The healthcare provider (HCP) reviews Darla's medical chart. Which documentation further supports the diagnosis of CF?

Reports of foul-smelling stools that have white streaks and are sticky. The term for undigested fat in the stools of clients with CF is steatorrhea. The foul smell is a result of the presence of protein. Large, loose and sticky are also terms that characterize the stools of a client with CF. A history of frequent respiratory infections. The respiratory system is affected by abnormally thick, sticky secretions that cause airway obstruction to the lungs. Other clinical manifestations of CF include poor growth and/or weight loss, a dry and non-productive cough, and increased bleeding tendencies caused by a deficiency of the fat-soluble vitamin K.

Darla's nurse is a preceptor for a student nurse from the local community college. The student nurse asks the preceptor, "I keep hearing about standards of care. What are standards of care?" Which is the best explanation for the nurse to provide to the student?

Standards of care are published statements that describe the level of care that the client can expect from nurses. Standards of care are set by professional associations and describe the level of care that can be expected from nurses.

The nurse educator explains that chronic respiratory infection is a major cause of lung damage in children with CF and that mobilizing secretions is an important aspect of the nursing care. What actions should the nurse educator take to address this?

Teach Darla to take a deep breath and then exhale while whispering the word "huff." This is called "huffing," which is a controlled coughing technique that has proved to help mobilize secretions. Instruct the parents to perform chest physiotherapy (CPT) either 1 hour before meals or 2 hours after meals, if possible. CPT should be done at least 1 hour prior to meals or minimum of 1-2 hours after meals to reduce gastrointestinal upset, and the possibility of vomiting. Explain the importance of increasing fluid intake during acute exacerbations. Increasing fluids helps thin the secretions.

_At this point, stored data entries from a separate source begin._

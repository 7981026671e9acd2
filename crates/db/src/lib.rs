pub mod connection;
pub mod fixtures;
pub mod migrations;
pub mod repositories;

pub use connection::{connect, connect_with_settings, DbPool};
pub use fixtures::{DemoSeedDataset, SeedResult};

The nurse also identifies, "Ineffective airway clearance related to excessive pulmonary secretions" as a nursing diagnosis in Darla's plan of care. Which statement should the nurse record as the expected outcome for this nursing diagnosis?

The child will be able to remove mucus from the airway by coughing. Darla's ability to remove mucus or clear secretions from her airway would indicate that the outcome had been met.

The nurse arranges to sit down and explain the genesis of CF. The nurse addresses the parents' concerns about how Darla inherited this disease. The nurse explains to Darla's parents that neither are to blame for Darla's disease. The nurse further explains to Darla's parents that almost 21% of children diagnosed with CF are not identified until the age of 2 to 15 years old.

The nurse has identified multiple nursing diagnoses due to the chronic and complex disease process of CF.

While discussing pancreatic enzymes, the nurse educator explains that the dosage of the pancreatic enzyme is adjusted according to stool formation, which indicates how well Darla is digesting her food. Which adjustment would the nurse anticipate will be required, if Darla has loose, fatty stools?

The pancreatic enzymes would be increased with each meal and snack. The dosage must be increased to obtain a well-formed, normal stool; the presence of the loose, fatty stools is an indicator that she requires more pancreatic enzymes.